Outbound Connections

The SSHv2 client supports SSHv2 DSA public key authentication and password authentication.

Note

Note

For certain switches in enhanced secure mode, all sensitive files are protected. You cannot access any sensitive files using Telnet, SSH, FTP, SFTP, TFTP, and SCP connections. For more information, see Sensitive File Protection.

Note

Note

You must enable SSH globally before you can generate SSH DSA user keys.

The SSHv2 client is a secure replacement for outbound Telnet. Password authentication is the easiest way to use the SSHv2 client feature.

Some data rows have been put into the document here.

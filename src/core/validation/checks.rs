//! Field Check Vocabulary
//!
//! The closed set of predicates a [`FieldRule`](super::FieldRule) can apply
//! to a present, non-empty value. Each failing check produces one
//! human-readable message built from the rule's field label, matching the
//! wording the intake form shows next to each input.

use chrono::{Datelike, NaiveDate, Utc};
use once_cell::sync::Lazy;
use regex::Regex;

use crate::core::candidate::record::FieldValue;

/// Picture upload ceiling in MiB
pub const MAX_ATTACHMENT_MB: usize = 5;
/// Picture upload ceiling in bytes
pub const MAX_ATTACHMENT_BYTES: usize = MAX_ATTACHMENT_MB * 1024 * 1024;
/// Accepted picture MIME types
pub const ACCEPTED_IMAGE_TYPES: [&str; 3] = ["image/jpeg", "image/jpg", "image/png"];

/// Passing-year floor; the ceiling is the current UTC year
pub const YEAR_FLOOR: i32 = 1900;

/// Dates are exchanged in the host date-picker's wire format
const DATE_FORMAT: &str = "%Y-%m-%d";

static BD_PHONE_RE: Lazy<Regex> =
    Lazy::new(|| Regex::new(r"^(\+8801[3-9]\d{8}|01[3-9]\d{8})$").expect("phone pattern"));

static EMAIL_RE: Lazy<Regex> =
    Lazy::new(|| Regex::new(r"^[^@\s]+@[^@\s]+\.[^@\s]+$").expect("email pattern"));

static DIGITS_RE: Lazy<Regex> = Lazy::new(|| Regex::new(r"^\d+$").expect("digits pattern"));

static YEAR_RE: Lazy<Regex> = Lazy::new(|| Regex::new(r"^\d{4}$").expect("year pattern"));

// ============================================================================
// Check
// ============================================================================

/// Bound applied by a [`Check::Date`] rule after the date parses.
#[derive(Debug, Clone, Copy, PartialEq, Eq)]
pub enum DateBound {
    /// Any valid calendar date
    Any,
    /// Must not be after today (joining dates)
    NotInFuture,
    /// Must not be before today (interview dates)
    NotInPast,
}

/// A single declarative predicate on a field value.
#[derive(Debug, Clone, Copy, PartialEq, Eq)]
pub enum Check {
    /// Minimum character length
    MinLen(usize),
    /// Maximum character length
    MaxLen(usize),
    /// Email address shape
    Email,
    /// Bangladeshi contact number: `+8801xxxxxxxxx` or `01xxxxxxxxx`,
    /// operator code 3-9, eleven significant digits
    BdPhone,
    /// Unsigned decimal digits only
    Digits,
    /// Four-digit year within `[YEAR_FLOOR, current year]`
    Year,
    /// Calendar date in `%Y-%m-%d`, optionally bounded against today
    Date(DateBound),
    /// Image attachment: whitelisted MIME type, size under the ceiling
    Image,
}

impl Check {
    /// Apply the check to a present, non-empty value. Returns the failure
    /// message, or `None` when the value passes.
    pub fn apply(&self, value: &FieldValue, label: &str) -> Option<String> {
        match self {
            Check::MinLen(min) => {
                let text = value.as_text()?;
                (text.chars().count() < *min).then(|| {
                    format!("{} must be at least {} characters long.", label, min)
                })
            }
            Check::MaxLen(max) => {
                let text = value.as_text()?;
                (text.chars().count() > *max)
                    .then(|| format!("{} can't be more than {} characters.", label, max))
            }
            Check::Email => {
                let text = value.as_text()?;
                (!EMAIL_RE.is_match(text)).then(|| "Invalid email address.".to_string())
            }
            Check::BdPhone => {
                let text = value.as_text()?;
                (!BD_PHONE_RE.is_match(text)).then(|| {
                    "Invalid format for Bangladeshi phone number (+8801xxxxxxxxx or 01xxxxxxxxx)"
                        .to_string()
                })
            }
            Check::Digits => {
                let text = value.as_text()?;
                (!DIGITS_RE.is_match(text)).then(|| format!("{} must be a number.", label))
            }
            Check::Year => {
                let text = value.as_text()?;
                if !YEAR_RE.is_match(text) {
                    return Some("Must be a 4-digit year.".to_string());
                }
                let current = Utc::now().year();
                match text.parse::<i32>() {
                    Ok(year) if (YEAR_FLOOR..=current).contains(&year) => None,
                    _ => Some(format!(
                        "{} must be between {} and {}.",
                        label, YEAR_FLOOR, current
                    )),
                }
            }
            Check::Date(bound) => {
                let text = value.as_text()?;
                let date = match NaiveDate::parse_from_str(text, DATE_FORMAT) {
                    Ok(date) => date,
                    Err(_) => return Some("Invalid date format.".to_string()),
                };
                let today = Utc::now().date_naive();
                match bound {
                    DateBound::Any => None,
                    DateBound::NotInFuture => (date > today)
                        .then(|| format!("{} cannot be in the future.", label)),
                    DateBound::NotInPast => {
                        (date < today).then(|| format!("{} cannot be in the past.", label))
                    }
                }
            }
            Check::Image => {
                let attachment = value.as_attachment()?;
                if !ACCEPTED_IMAGE_TYPES.contains(&attachment.mime_type.as_str()) {
                    return Some(
                        "Only .jpg, .jpeg, and .png formats are supported.".to_string(),
                    );
                }
                (attachment.size() > MAX_ATTACHMENT_BYTES).then(|| {
                    format!("File size must be less than {}MB.", MAX_ATTACHMENT_MB)
                })
            }
        }
    }
}

// ============================================================================
// Tests
// ============================================================================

Instead of password authentication, you can use DSA public key authentication between the SSHv2 client and an SSHv2 server. Before you can perform a public key authentication, you must generate the key pair files and distribute the key files to all the SSHv2 server systems. Because passphrase encrypts and further protects the key files, you must provide a passphrase to decrypt the key files as part of the DSA authentication.

Note

Note

SSH RSA and DSA public and private keys are copied from /intflash/shared to /intflash/.ssh.

To attempt public key authentication, the SSHv2 client looks for the associated DSA key pair files in the /intflash/.ssh directory. If no DSA key pair files are found, the SSHv2 client automatically prompts you for password authentication. If the SSHv2 client succeeds with the authentication, then a new secured SSHv2 session is established to the remote SSHv2 server. For more information, see .DSA Authentication Access Level and File Name.

Important

Important

If you configure the DSA user key with a passphrase but you do not supply the correct passphrase when you try to make the SSHv2 connection, then the system defaults back to the password authentication. If the SSHv2 client succeeds with the authentication, then a new secured SSHv2 session is established to the remote SSHv2 server.